[Records contained in a dataset]
□ □ □ □ □ □ □
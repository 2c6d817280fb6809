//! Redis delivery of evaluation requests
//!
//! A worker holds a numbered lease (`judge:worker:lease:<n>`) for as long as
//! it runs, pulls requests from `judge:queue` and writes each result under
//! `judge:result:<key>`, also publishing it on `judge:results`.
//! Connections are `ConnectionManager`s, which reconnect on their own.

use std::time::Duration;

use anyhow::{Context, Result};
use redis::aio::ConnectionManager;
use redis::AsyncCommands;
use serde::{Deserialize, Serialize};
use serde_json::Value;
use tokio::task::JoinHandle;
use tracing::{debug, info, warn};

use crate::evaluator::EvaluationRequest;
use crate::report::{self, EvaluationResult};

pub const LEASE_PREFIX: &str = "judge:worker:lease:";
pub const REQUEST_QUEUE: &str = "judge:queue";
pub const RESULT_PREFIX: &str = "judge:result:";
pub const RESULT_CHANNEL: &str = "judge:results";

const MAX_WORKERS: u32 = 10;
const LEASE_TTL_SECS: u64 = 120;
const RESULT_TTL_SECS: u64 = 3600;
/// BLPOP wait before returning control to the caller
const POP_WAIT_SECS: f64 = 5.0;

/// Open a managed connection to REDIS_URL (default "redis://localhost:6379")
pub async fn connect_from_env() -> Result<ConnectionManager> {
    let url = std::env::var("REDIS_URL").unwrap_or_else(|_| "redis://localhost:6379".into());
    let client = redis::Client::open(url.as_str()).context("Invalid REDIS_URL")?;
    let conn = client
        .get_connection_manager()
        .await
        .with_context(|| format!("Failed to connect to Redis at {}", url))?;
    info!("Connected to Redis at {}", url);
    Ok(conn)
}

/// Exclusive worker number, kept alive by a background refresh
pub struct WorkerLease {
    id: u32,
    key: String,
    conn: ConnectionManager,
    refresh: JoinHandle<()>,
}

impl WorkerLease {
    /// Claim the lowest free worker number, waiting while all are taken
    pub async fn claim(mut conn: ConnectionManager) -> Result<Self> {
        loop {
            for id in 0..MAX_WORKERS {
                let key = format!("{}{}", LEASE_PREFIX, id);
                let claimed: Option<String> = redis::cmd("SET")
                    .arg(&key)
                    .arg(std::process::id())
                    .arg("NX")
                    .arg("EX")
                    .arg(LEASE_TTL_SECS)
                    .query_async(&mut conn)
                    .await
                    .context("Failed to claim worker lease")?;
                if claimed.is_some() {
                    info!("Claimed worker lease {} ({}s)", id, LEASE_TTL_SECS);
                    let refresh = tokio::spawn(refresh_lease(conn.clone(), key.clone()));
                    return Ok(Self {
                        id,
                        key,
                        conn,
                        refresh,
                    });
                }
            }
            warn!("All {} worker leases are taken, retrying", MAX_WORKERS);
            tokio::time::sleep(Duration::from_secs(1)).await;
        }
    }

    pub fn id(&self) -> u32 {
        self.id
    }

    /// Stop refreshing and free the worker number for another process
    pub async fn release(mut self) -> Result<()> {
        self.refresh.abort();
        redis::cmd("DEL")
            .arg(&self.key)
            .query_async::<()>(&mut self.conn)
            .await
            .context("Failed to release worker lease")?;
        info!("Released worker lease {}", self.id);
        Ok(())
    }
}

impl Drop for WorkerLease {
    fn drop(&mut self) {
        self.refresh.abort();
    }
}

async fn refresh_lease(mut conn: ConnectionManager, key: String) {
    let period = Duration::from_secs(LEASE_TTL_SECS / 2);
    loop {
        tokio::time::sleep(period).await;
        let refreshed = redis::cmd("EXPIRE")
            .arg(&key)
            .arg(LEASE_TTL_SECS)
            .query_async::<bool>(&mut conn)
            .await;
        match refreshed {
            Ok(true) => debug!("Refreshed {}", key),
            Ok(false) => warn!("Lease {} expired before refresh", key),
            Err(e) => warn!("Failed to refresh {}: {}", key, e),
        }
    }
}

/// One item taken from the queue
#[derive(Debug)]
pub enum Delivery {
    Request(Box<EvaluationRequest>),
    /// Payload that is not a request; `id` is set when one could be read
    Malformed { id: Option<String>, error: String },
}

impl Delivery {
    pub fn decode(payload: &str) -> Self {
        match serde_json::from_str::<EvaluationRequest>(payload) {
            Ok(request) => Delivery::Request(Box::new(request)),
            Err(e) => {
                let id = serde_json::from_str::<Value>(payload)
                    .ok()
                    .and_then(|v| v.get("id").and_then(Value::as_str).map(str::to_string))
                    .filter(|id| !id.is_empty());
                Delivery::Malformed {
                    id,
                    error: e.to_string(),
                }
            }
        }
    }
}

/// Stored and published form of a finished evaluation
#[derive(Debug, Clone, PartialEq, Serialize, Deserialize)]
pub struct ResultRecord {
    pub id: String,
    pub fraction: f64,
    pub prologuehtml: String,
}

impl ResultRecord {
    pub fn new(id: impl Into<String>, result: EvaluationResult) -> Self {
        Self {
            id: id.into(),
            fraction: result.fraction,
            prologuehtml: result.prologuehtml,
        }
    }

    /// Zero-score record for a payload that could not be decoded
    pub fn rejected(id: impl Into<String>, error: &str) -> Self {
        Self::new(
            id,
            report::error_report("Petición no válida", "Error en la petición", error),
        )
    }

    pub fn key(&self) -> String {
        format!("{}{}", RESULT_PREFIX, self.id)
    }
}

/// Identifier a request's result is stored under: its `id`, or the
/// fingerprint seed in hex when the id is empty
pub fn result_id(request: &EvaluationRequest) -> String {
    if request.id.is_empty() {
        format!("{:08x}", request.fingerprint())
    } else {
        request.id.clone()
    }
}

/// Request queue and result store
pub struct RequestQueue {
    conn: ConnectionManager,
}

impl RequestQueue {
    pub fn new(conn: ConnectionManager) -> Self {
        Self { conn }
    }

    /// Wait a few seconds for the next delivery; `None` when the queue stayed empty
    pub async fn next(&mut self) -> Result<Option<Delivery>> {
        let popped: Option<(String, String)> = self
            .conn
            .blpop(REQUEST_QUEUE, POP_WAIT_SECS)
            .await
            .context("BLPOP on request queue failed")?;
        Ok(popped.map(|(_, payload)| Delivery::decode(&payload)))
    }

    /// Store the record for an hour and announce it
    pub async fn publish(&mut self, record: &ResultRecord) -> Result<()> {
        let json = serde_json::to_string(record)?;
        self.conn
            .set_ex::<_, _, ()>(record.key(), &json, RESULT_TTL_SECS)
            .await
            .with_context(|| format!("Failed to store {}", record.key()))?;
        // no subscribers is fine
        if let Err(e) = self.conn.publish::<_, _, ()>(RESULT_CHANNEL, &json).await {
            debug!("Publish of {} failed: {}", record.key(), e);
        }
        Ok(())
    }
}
□ □ □ □ □ □ □
Problem to solve: Please transcribe the data shown above in full, exactly as it stands.

Solution for this exercise:
repository 2c6d817280fb6809
//! Redis delivery of evaluation requests
//!
//! A worker holds a numbered lease (`judge:worker:lease:<n>`) for as long as
//! it runs, pulls requests from `judge:queue` and writes each result under
//! `judge:result:<key>`, also publishing it on `judge:results`.
//! Connections are `ConnectionManager`s, which reconnect on their own.

use std::time::Duration;

use anyhow::{Context, Result};
use redis::aio::ConnectionManager;
use redis::AsyncCommands;
use serde::{Deserialize, Serialize};
use serde_json::Value;
use tokio::task::JoinHandle;
use tracing::{debug, info, warn};

use crate::evaluator::EvaluationRequest;
use crate::report::{self, EvaluationResult};

pub const LEASE_PREFIX: &str = "judge:worker:lease:";
pub const REQUEST_QUEUE: &str = "judge:queue";
pub const RESULT_PREFIX: &str = "judge:result:";
pub const RESULT_CHANNEL: &str = "judge:results";

const MAX_WORKERS: u32 = 10;
const LEASE_TTL_SECS: u64 = 120;
const RESULT_TTL_SECS: u64 = 3600;
/// BLPOP wait before returning control to the caller
const POP_WAIT_SECS: f64 = 5.0;

/// Open a managed connection to REDIS_URL (default "redis://localhost:6379")
pub async fn connect_from_env() -> Result<ConnectionManager> {
    let url = std::env::var("REDIS_URL").unwrap_or_else(|_| "redis://localhost:6379".into());
    let client = redis::Client::open(url.as_str()).context("Invalid REDIS_URL")?;
    let conn = client
        .get_connection_manager()
        .await
        .with_context(|| format!("Failed to connect to Redis at {}", url))?;
    info!("Connected to Redis at {}", url);
    Ok(conn)
}

/// Exclusive worker number, kept alive by a background refresh
pub struct WorkerLease {
    id: u32,
    key: String,
    conn: ConnectionManager,
    refresh: JoinHandle<()>,
}

impl WorkerLease {
    /// Claim the lowest free worker number, waiting while all are taken
    pub async fn claim(mut conn: ConnectionManager) -> Result<Self> {
        loop {
            for id in 0..MAX_WORKERS {
                let key = format!("{}{}", LEASE_PREFIX, id);
                let claimed: Option<String> = redis::cmd("SET")
                    .arg(&key)
                    .arg(std::process::id())
                    .arg("NX")
                    .arg("EX")
                    .arg(LEASE_TTL_SECS)
                    .query_async(&mut conn)
                    .await
                    .context("Failed to claim worker lease")?;
                if claimed.is_some() {
                    info!("Claimed worker lease {} ({}s)", id, LEASE_TTL_SECS);
                    let refresh = tokio::spawn(refresh_lease(conn.clone(), key.clone()));
                    return Ok(Self {
                        id,
                        key,
                        conn,
                        refresh,
                    });
                }
            }
            warn!("All {} worker leases are taken, retrying", MAX_WORKERS);
            tokio::time::sleep(Duration::from_secs(1)).await;
        }
    }

    pub fn id(&self) -> u32 {
        self.id
    }

    /// Stop refreshing and free the worker number for another process
    pub async fn release(mut self) -> Result<()> {
        self.refresh.abort();
        redis::cmd("DEL")
            .arg(&self.key)
            .query_async::<()>(&mut self.conn)
            .await
            .context("Failed to release worker lease")?;
        info!("Released worker lease {}", self.id);
        Ok(())
    }
}

impl Drop for WorkerLease {
    fn drop(&mut self) {
        self.refresh.abort();
    }
}

async fn refresh_lease(mut conn: ConnectionManager, key: String) {
    let period = Duration::from_secs(LEASE_TTL_SECS / 2);
    loop {
        tokio::time::sleep(period).await;
        let refreshed = redis::cmd("EXPIRE")
            .arg(&key)
            .arg(LEASE_TTL_SECS)
            .query_async::<bool>(&mut conn)
            .await;
        match refreshed {
            Ok(true) => debug!("Refreshed {}", key),
            Ok(false) => warn!("Lease {} expired before refresh", key),
            Err(e) => warn!("Failed to refresh {}: {}", key, e),
        }
    }
}

/// One item taken from the queue
#[derive(Debug)]
pub enum Delivery {
    Request(Box<EvaluationRequest>),
    /// Payload that is not a request; `id` is set when one could be read
    Malformed { id: Option<String>, error: String },
}

impl Delivery {
    pub fn decode(payload: &str) -> Self {
        match serde_json::from_str::<EvaluationRequest>(payload) {
            Ok(request) => Delivery::Request(Box::new(request)),
            Err(e) => {
                let id = serde_json::from_str::<Value>(payload)
                    .ok()
                    .and_then(|v| v.get("id").and_then(Value::as_str).map(str::to_string))
                    .filter(|id| !id.is_empty());
                Delivery::Malformed {
                    id,
                    error: e.to_string(),
                }
            }
        }
    }
}

/// Stored and published form of a finished evaluation
#[derive(Debug, Clone, PartialEq, Serialize, Deserialize)]
pub struct ResultRecord {
    pub id: String,
    pub fraction: f64,
    pub prologuehtml: String,
}

impl ResultRecord {
    pub fn new(id: impl Into<String>, result: EvaluationResult) -> Self {
        Self {
            id: id.into(),
            fraction: result.fraction,
            prologuehtml: result.prologuehtml,
        }
    }

    /// Zero-score record for a payload that could not be decoded
    pub fn rejected(id: impl Into<String>, error: &str) -> Self {
        Self::new(
            id,
            report::error_report("Petición no válida", "Error en la petición", error),
        )
    }

    pub fn key(&self) -> String {
        format!("{}{}", RESULT_PREFIX, self.id)
    }
}

/// Identifier a request's result is stored under: its `id`, or the
/// fingerprint seed in hex when the id is empty
pub fn result_id(request: &EvaluationRequest) -> String {
    if request.id.is_empty() {
        format!("{:08x}", request.fingerprint())
    } else {
        request.id.clone()
    }
}

/// Request queue and result store
pub struct RequestQueue {
    conn: ConnectionManager,
}

impl RequestQueue {
    pub fn new(conn: ConnectionManager) -> Self {
        Self { conn }
    }

    /// Wait a few seconds for the next delivery; `None` when the queue stayed empty
    pub async fn next(&mut self) -> Result<Option<Delivery>> {
        let popped: Option<(String, String)> = self
            .conn
            .blpop(REQUEST_QUEUE, POP_WAIT_SECS)
            .await
            .context("BLPOP on request queue failed")?;
        Ok(popped.map(|(_, payload)| Delivery::decode(&payload)))
    }

    /// Store the record for an hour and announce it
    pub async fn publish(&mut self, record: &ResultRecord) -> Result<()> {
        let json = serde_json::to_string(record)?;
        self.conn
            .set_ex::<_, _, ()>(record.key(), &json, RESULT_TTL_SECS)
            .await
            .with_context(|| format!("Failed to store {}", record.key()))?;
        // no subscribers is fine
        if let Err(e) = self.conn.publish::<_, _, ()>(RESULT_CHANNEL, &json).await {
            debug!("Publish of {} failed: {}", record.key(), e);
        }
        Ok(())
    }
}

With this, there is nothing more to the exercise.